[Stored items]
════════
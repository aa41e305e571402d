mod common;

use common::{RomBuilder, reporting_rom};
use shade::cpu::CpuState;
use shade::error::EmulationError;
use shade::instruction::Interrupt;
use shade::{Gameboy, TICKS_PER_FRAME};

fn load(rom: Vec<u8>) -> Gameboy {
    Gameboy::load_cartridge(rom).unwrap()
}

fn run_frames(gb: &mut Gameboy, frames: usize) {
    for _ in 0..frames {
        gb.run_frame().unwrap();
    }
}

#[test_log::test]
fn serial_output_is_captured() {
    let mut gb = load(reporting_rom("Passed"));
    run_frames(&mut gb, 2);
    let serial = gb.serial_output().unwrap();
    assert_eq!(serial.text(), "Passed");
    assert_eq!(gb.cpu.pc, 0x0165);
}

#[test]
fn run_frame_spends_a_frame() {
    let mut gb = load(reporting_rom(""));
    let ticks = gb.run_frame().unwrap();
    assert!(ticks >= TICKS_PER_FRAME);
    assert!(ticks < TICKS_PER_FRAME + 24);
}

#[test_log::test]
fn timer_interrupt_wakes_halt() {
    let rom = RomBuilder::rom_only()
        .main(&[
            0x3E, 0x05, // LD A, 0x05
            0xE0, 0x07, // LDH (TAC), A
            0x3E, 0x04, // LD A, 0x04
            0xE0, 0xFF, // LDH (IE), A
            0xAF, // XOR A
            0xE0, 0x0F, // LDH (IF), A
            0xFB, // EI
            0x76, // loop: HALT
            0x18, 0xFD, // JR loop
        ])
        .at(
            0x50,
            &[
                0x21, 0x00, 0xC0, // LD HL, 0xC000
                0x34, // INC (HL)
                0xD9, // RETI
            ],
        )
        .build();
    let mut gb = load(rom);
    run_frames(&mut gb, 1);
    // TIMA overflows every 256 * 16 ticks
    let count = gb.mem.peek(0xC000);
    assert!((16..=17).contains(&count), "{count}");
}

#[test]
fn one_vblank_per_frame() {
    let rom = RomBuilder::rom_only()
        .main(&[
            0x3E, 0x01, // LD A, 0x01
            0xE0, 0xFF, // LDH (IE), A
            0xAF, // XOR A
            0xE0, 0x0F, // LDH (IF), A
            0xFB, // EI
            0x76, // loop: HALT
            0x18, 0xFD, // JR loop
        ])
        .at(
            0x40,
            &[
                0x21, 0x00, 0xC0, // LD HL, 0xC000
                0x34, // INC (HL)
                0xD9, // RETI
            ],
        )
        .build();
    let mut gb = load(rom);
    run_frames(&mut gb, 10);
    assert_eq!(gb.mem.peek(0xC000), 10);
    assert_eq!(gb.cpu.state, CpuState::Halted);
}

#[test]
fn program_switches_rom_banks() {
    let rom = RomBuilder::new(0x01, 0x02, 0x00)
        .main(&[
            0x3E, 0x03, // LD A, 0x03
            0xEA, 0x00, 0x20, // LD (0x2000), A
            0xFA, 0x00, 0x40, // LD A, (0x4000)
            0xEA, 0x00, 0xC0, // LD (0xC000), A
            0x18, 0xFE, // JR self
        ])
        .in_bank(1, 0x4000, &[0x11])
        .in_bank(3, 0x4000, &[0x33])
        .build();
    let mut gb = load(rom);
    assert_eq!(gb.mem.peek(0x4000), 0x11);
    run_frames(&mut gb, 1);
    assert_eq!(gb.mem.peek(0xC000), 0x33);
}

#[test]
fn program_starts_oam_dma() {
    let rom = RomBuilder::rom_only()
        .main(&[
            0x21, 0x00, 0xC1, // LD HL, 0xC100
            0x3E, 0x99, // LD A, 0x99
            0x22, // LD (HL+), A
            0x22, // LD (HL+), A
            0x3E, 0xC1, // LD A, 0xC1
            0xE0, 0x46, // LDH (DMA), A
            0x18, 0xFE, // JR self
        ])
        .build();
    let mut gb = load(rom);
    run_frames(&mut gb, 1);
    assert_eq!(gb.mem.peek(0xFE00), 0x99);
    assert_eq!(gb.mem.peek(0xFE01), 0x99);
    assert_eq!(gb.mem.peek(0xFE02), 0x00);
    assert_eq!(gb.mem.peek(0xFF46), 0xC1);
}

#[test_log::test]
fn illegal_opcode_stops_emulation() {
    let rom = RomBuilder::rom_only().main(&[0x00, 0xFC]).build();
    let mut gb = load(rom);
    assert_eq!(
        gb.run_frame(),
        Err(EmulationError::IllegalOpcode {
            opcode: 0xFC,
            pc: 0x0151
        })
    );
}

#[test]
fn requested_interrupt_is_serviced() {
    let rom = RomBuilder::rom_only()
        .main(&[
            0x3E, 0x10, // LD A, 0x10
            0xE0, 0xFF, // LDH (IE), A
            0xFB, // EI
            0x18, 0xFE, // JR self
        ])
        .at(0x60, &[0x3E, 0x77, 0xEA, 0x00, 0xC0, 0x18, 0xFE])
        .build();
    let mut gb = load(rom);
    // NOP; JP; LD; LDH; EI
    for _ in 0..5 {
        gb.clock_cpu().unwrap();
        gb.handle_interrupts();
    }
    assert!(gb.cpu.ime);
    gb.request_interrupt(Interrupt::Joypad);
    run_frames(&mut gb, 1);
    assert_eq!(gb.mem.peek(0xC000), 0x77);
    assert!(!gb.cpu.ime);
}

#[test]
fn reset_restarts_the_program() {
    let mut gb = load(reporting_rom("Failed"));
    run_frames(&mut gb, 2);
    assert_eq!(gb.serial_output().unwrap().text(), "Failed");
    gb.reset();
    assert_eq!(gb.cpu.pc, 0x0100);
    assert_eq!(gb.mem.peek(0xFF40), 0x91);
    run_frames(&mut gb, 2);
    assert_eq!(gb.serial_output().unwrap().text(), "FailedFailed");
}

#[test]
fn reset_rewinds_the_scanline() {
    let rom = RomBuilder::rom_only().main(&[0x18, 0xFE]).build();
    let mut gb = load(rom);
    for _ in 0..500 {
        gb.clock_cpu().unwrap();
    }
    assert_ne!(gb.mem.peek(0xFF44), 0);
    gb.reset();
    assert_eq!(gb.mem.peek(0xFF44), 0);
}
════════
- Try it -
Each line above that holds the string "unwrap" should be copied and shown.

- Solution -
    Gameboy::load_cartridge(rom).unwrap()
        gb.run_frame().unwrap();
    let serial = gb.serial_output().unwrap();
    let ticks = gb.run_frame().unwrap();
        gb.clock_cpu().unwrap();
    assert_eq!(gb.serial_output().unwrap().text(), "Failed");
    assert_eq!(gb.serial_output().unwrap().text(), "FailedFailed");
        gb.clock_cpu().unwrap();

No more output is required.